Еще затемно все готовились к Москве, хотя ехать оставалось чуть не шесть часов. Сдавали постели, наспех завтракали, а потом томились, коротая тянувшееся время. Адыл и Ольга Сергеевна стояли у окна и тихо разговаривали. Она рисовала что-то пальцем на стекле.
— У вас определенная способность к перевоплощению. Знаете, когда вы пели эти потешные «блатные» песенки, я представила вас в роли уголовника. Бросайте вы свою скучную науку и идемте к нам. Уверяю, успех гарантирован, — шутила она, но шутила как-то невесело, словно заставляла себя.

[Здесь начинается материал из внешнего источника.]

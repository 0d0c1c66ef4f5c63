//! Countdown state machine for focus/break intervals.
//!
//! The timer itself is a plain value type; the 1-second cadence is driven by
//! the main event loop. Only the two interval durations survive a restart.

use serde::{Deserialize, Serialize};

pub const DEFAULT_FOCUS_SECS: u64 = 25 * 60;
pub const DEFAULT_BREAK_SECS: u64 = 5 * 60;

/// Durations below one minute are raised to it.
pub const MIN_DURATION_SECS: u64 = 60;

/// Outcome of a single tick.
#[derive(Debug, Clone, Copy, PartialEq, Eq)]
pub enum Tick {
    /// Timer is not running; nothing happened.
    Skipped,
    /// One second elapsed.
    Ticked,
    /// The countdown just reached zero and stopped.
    Completed,
}

#[derive(Debug, Clone, Serialize, Deserialize)]
pub struct CountdownTimer {
    #[serde(skip)]
    remaining: u64,
    #[serde(skip)]
    running: bool,
    #[serde(skip)]
    target: u64,
    #[serde(skip)]
    on_break: bool,
    focus_secs: u64,
    break_secs: u64,
}

impl Default for CountdownTimer {
    fn default() -> Self {
        Self::new()
    }
}

impl CountdownTimer {
    pub fn new() -> Self {
        Self {
            remaining: DEFAULT_FOCUS_SECS,
            running: false,
            target: DEFAULT_FOCUS_SECS,
            on_break: false,
            focus_secs: DEFAULT_FOCUS_SECS,
            break_secs: DEFAULT_BREAK_SECS,
        }
    }

    pub fn start(&mut self) {
        self.running = true;
    }

    /// Stop counting down; the remaining time is kept.
    pub fn stop(&mut self) {
        self.running = false;
    }

    /// Advance by one second. Completion fires exactly once: the tick that
    /// finds zero remaining stops the timer, and stopped timers never tick.
    pub fn tick(&mut self) -> Tick {
        if !self.running {
            return Tick::Skipped;
        }
        if self.remaining > 0 {
            self.remaining -= 1;
            Tick::Ticked
        } else {
            self.running = false;
            Tick::Completed
        }
    }

    /// Stop and rewind to the focus or break duration.
    pub fn reset(&mut self, to_focus: bool) {
        self.running = false;
        self.on_break = !to_focus;
        self.target = if to_focus {
            self.focus_secs
        } else {
            self.break_secs
        };
        self.remaining = self.target;
    }

    /// Takes effect on the next reset; an in-progress countdown is untouched.
    pub fn set_focus_minutes(&mut self, minutes: u64) {
        self.focus_secs = (minutes * 60).max(MIN_DURATION_SECS);
    }

    /// Takes effect on the next reset; an in-progress countdown is untouched.
    pub fn set_break_minutes(&mut self, minutes: u64) {
        self.break_secs = (minutes * 60).max(MIN_DURATION_SECS);
    }

    pub fn remaining(&self) -> u64 {
        self.remaining
    }

    pub fn is_running(&self) -> bool {
        self.running
    }

    pub fn is_on_break(&self) -> bool {
        self.on_break
    }

    /// Duration of the interval currently counted down, in seconds.
    pub fn target(&self) -> u64 {
        self.target
    }

    pub fn focus_secs(&self) -> u64 {
        self.focus_secs
    }

    pub fn break_secs(&self) -> u64 {
        self.break_secs
    }

    /// Fraction of the current interval already elapsed, in `[0, 1]`.
    pub fn progress(&self) -> f64 {
        if self.target == 0 {
            return 0.0;
        }
        let elapsed = self.target.saturating_sub(self.remaining) as f64;
        (elapsed / self.target as f64).min(1.0)
    }
}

— А вы все-таки сумочки с деньгами не бросайте. Уведут, — не сдержался Клыч и улыбнулся, демонстрируя, будто продолжает вчерашнюю игру. Но улыбка вышла неловкая.
Ольга Сергеевна внимательно посмотрела ему в глаза.
— Хотелось бы еще встретиться с вами. Вы ведь наезжаете в Москву иногда? Возьмите мой телефон и адрес. Но сейчас, конечно, мы уезжаем на съемки надолго и далеко. Через год-два вы вдруг вспомните, вот и позвоните... Мне почему-то кажется, что с вами происходит что-то важное, интересное.
И они расстались. В минуту распались знакомства, недолгие вагонные привязанности. В один миг Москва рассосала людей; кого-то встретили родные, кто заспешил на метро, кто сел в такси. И исчез, растворился целый мирок, как распадается, только возникнув, какое-нибудь сложное, но нестойкое химическое соединение.
— Вот так всегда в жизни, — вздохнул, глядя вслед артисткам, Ковча. — Только встретишь человека — и нет его. Ну, прощай! Мне пора, — подал он руку и через полминуты тоже растворился в толпе.
5.
Алла уже ждала Клыча в справочном зале. Здесь, на Казанском, они не стали задерживаться. Алла остановила такси, они молча сели в машину. Она только посматривала на Клыча, ни о чем не спрашивала, ничего не говорила. Так они добрались до Новосибирской, где жила сестра Аллы, толстая плаксивая неопрятная женщина. Чтобы заткнуть ее, Алла «кинула» две сотни. Сестра захлопотала, начала собирать угощение. Клыч был у них не первый раз, и всегда удивлялся: зачем и почему эти люди так живут? Муж у этой тетки спился, приходил жалкий, тощий, нервный, что-то доказывал всем, хорохорился. Слышал Клыч, что был он каким-то экскурсоводом, а потом его обидели, затерли, выставили с работы. Скорее всего, просто закладывал лишнее. И эта баба терпит такую жизнь, ноет и жалуется, но сама тоже ничего не делает, чтобы жить иначе. Странное дело, Клыч так и не знал, как зовут сестру Аллы. Приезжали сюда, спали, уезжали. Алла круто и жестко командовала сестрой, не давала рта раскрыть: — принеси, сходи, не ной, закройся.